For the entirety of the Franco dictatorship — from 1939, until his death in 1975 — the Catholic Church enjoyed a privileged position in Spanish public life. After Franco, it all collapsed. This is the danger of relying on a political solution. One older man told me that in the 1950s, when he was a boy, the teaching of religion in Spain was by rote. There was no life in it. We didn’t get to talk about it in depth, but it’s not hard to imagine that the Spanish church grew fat and complacent, and came to see its role as more or less managers of the Sacrament Factory, whose monopoly was protected and enforced by the dictatorial state. Those American Catholics who believe integralism is the answer for the problems of liberalism ought to come to Spain and see what Franco’s legacy has been for the faith.

One young Catholic on this trip told me, “I wonder if it might have been better off for us if Franco had lost the war.” My sense is that that is a minority opinion among Spanish Catholics, but nevertheless, this man’s view that a communist persecution might have made the Church more vital, in the end, is worth contemplating. Sadly, looking at the churches of Eastern Europe (Poland the obvious exception), it’s hard to see how Spain-As-Cuba would have resulted in an outcome much different from what Spain is today. Still, it’s stunning to consider that nearly four decades of a right-wing authoritarian Catholic dictatorship has resulted in a collapse of the Catholic faith that’s not a lot better than how the faith fared under a similar period of left-wing totalitarian anti-Christian dictatorship in other European countries.

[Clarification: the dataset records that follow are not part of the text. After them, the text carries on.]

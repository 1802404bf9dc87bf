//! Error types for the interception engine.

use thiserror::Error;

/// Boxed error type used to carry driver and provider failures unchanged.
pub type BoxError = Box<dyn std::error::Error + Send + Sync + 'static>;

/// Main error type for intercepted command execution.
#[derive(Error, Debug)]
pub enum ShimError {
    /// Configuration error (invalid YAML, bad data directory, etc.)
    #[error("Configuration error: {0}")]
    Config(String),

    /// Text looks like a database lifecycle command but no pattern could parse it
    #[error("Unrecognized database command: {command}")]
    UnrecognizedCommand { command: String },

    /// A pattern matched but a required capture was blank
    #[error("Missing required {field} in command: {command}")]
    MissingField {
        field: &'static str,
        command: String,
    },

    /// Filter or order clause could not be parsed or evaluated
    #[error("Invalid filter expression '{expression}': {message}")]
    Filter { expression: String, message: String },

    /// Identifier failed validation before reaching the schema provider
    #[error("Invalid identifier: {0}")]
    Identifier(String),

    /// Schema provider failure, propagated unchanged
    #[error("Schema provider error ({context}): {source}")]
    Provider {
        context: String,
        #[source]
        source: BoxError,
    },

    /// Underlying driver failure, propagated unchanged
    #[error("Driver error ({context}): {source}")]
    Driver {
        context: String,
        #[source]
        source: BoxError,
    },

    /// IO error (file operations)
    #[error("IO error: {0}")]
    Io(#[from] std::io::Error),

    /// YAML serialization/deserialization error
    #[error("YAML error: {0}")]
    Yaml(#[from] serde_yaml::Error),

    /// JSON serialization/deserialization error
    #[error("JSON error: {0}")]
    Json(#[from] serde_json::Error),

    /// Operation was cancelled before it completed
    #[error("Operation cancelled")]
    Cancelled,
}

impl ShimError {
    /// Create an UnrecognizedCommand error for the given command text.
    pub fn unrecognized(command: impl Into<String>) -> Self {
        ShimError::UnrecognizedCommand {
            command: command.into(),
        }
    }

    /// Create a MissingField error.
    pub fn missing_field(field: &'static str, command: impl Into<String>) -> Self {
        ShimError::MissingField {
            field,
            command: command.into(),
        }
    }

    /// Create a Filter error.
    pub fn filter(expression: impl Into<String>, message: impl Into<String>) -> Self {
        ShimError::Filter {
            expression: expression.into(),
            message: message.into(),
        }
    }

    /// Wrap a schema provider failure.
    pub fn provider(context: impl Into<String>, source: impl Into<BoxError>) -> Self {
        ShimError::Provider {
            context: context.into(),
            source: source.into(),
        }
    }

    /// Wrap a driver failure.
    pub fn driver(context: impl Into<String>, source: impl Into<BoxError>) -> Self {
        ShimError::Driver {
            context: context.into(),
            source: source.into(),
        }
    }

    /// Whether the error was raised by this layer for recognized but unusable input.
    pub fn is_usage_error(&self) -> bool {
        matches!(
            self,
            ShimError::UnrecognizedCommand { .. }
                | ShimError::MissingField { .. }
                | ShimError::Filter { .. }
                | ShimError::Identifier(_)
        )
    }

    /// Process exit code used by the CLI.
    pub fn exit_code(&self) -> u8 {
        match self {
            ShimError::Config(_) | ShimError::Yaml(_) => 2,
            ShimError::UnrecognizedCommand { .. }
            | ShimError::MissingField { .. }
            | ShimError::Filter { .. }
            | ShimError::Identifier(_) => 3,
            ShimError::Provider { .. } | ShimError::Driver { .. } => 4,
            ShimError::Io(_) | ShimError::Json(_) => 5,
            ShimError::Cancelled => 130,
        }
    }

    /// Format error with full details including error chain
    pub fn format_detailed(&self) -> String {
        let mut output = format!("Error: {}\n", self);

        let mut source = std::error::Error::source(self);
        let mut depth = 1;
        while let Some(err) = source {
            output.push_str(&format!("\nCaused by:\n  {}: {}", depth, err));
            source = err.source();
            depth += 1;
        }

        output
    }
}

/// Result type alias for interception operations.
pub type Result<T> = std::result::Result<T, ShimError>;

What are the lessons for us Americans? There are two broad ones. First, let me set limits on the analogy. The divisions in US society are not nearly as deep and as hostile as they were in Spain in the modern era, even long before the Second Republic. We will not see church-burning, for example.

But the historical analogy is still useful. Which brings me to the first lesson:

Progressive persecution of religious, social, and cultural conservatives invites an authoritarian backlash. The Spanish Civil War happened in part because Spanish leftists — including liberals (that is to say: not communists or socialists) — were fanatically committed to demonizing Christians, both using the power of the state, and within civil society. The anti-Christian attacks turned violent. Eventually, Christians pushed back. They sought protection in a right-wing authoritarian leader, not just because Franco was a protector of Christians, but because he also defended their concept of the nation.

We have already seen, in the example of Trump, that conservative Christians will embrace politically a bad man, not because they have any love for him but because unlike left-wing leaders, he doesn’t despise them, and seek to demonize them. Hear me: Donald Trump is no Francisco Franco. But the American left ought to understand that even though they have won the culture war, their insistence on bouncing the rubble is going to radicalize religious and social conservatives even further. It’s not just religious people. This insane talk on the left demonizing “white males,” and men in general, sends a clear and alarming signal to whites and men about what Democrats will do to them when they take full power.

It is incredible that the left can’t see this. In the media constantly we hear this kind of messaging:

“White men are bad. White men are bad. White men are bad. White men are bad. White men are bad. White men are bad. White men are bad. Especially white Christian men — they’re the worst.”

“Hey! We are not bad! Or, if we’re bad, it’s not because we’re white, male, and/or Christian. Stop saying that!”

“Ah ha! See how they react from a place of white male privilege!”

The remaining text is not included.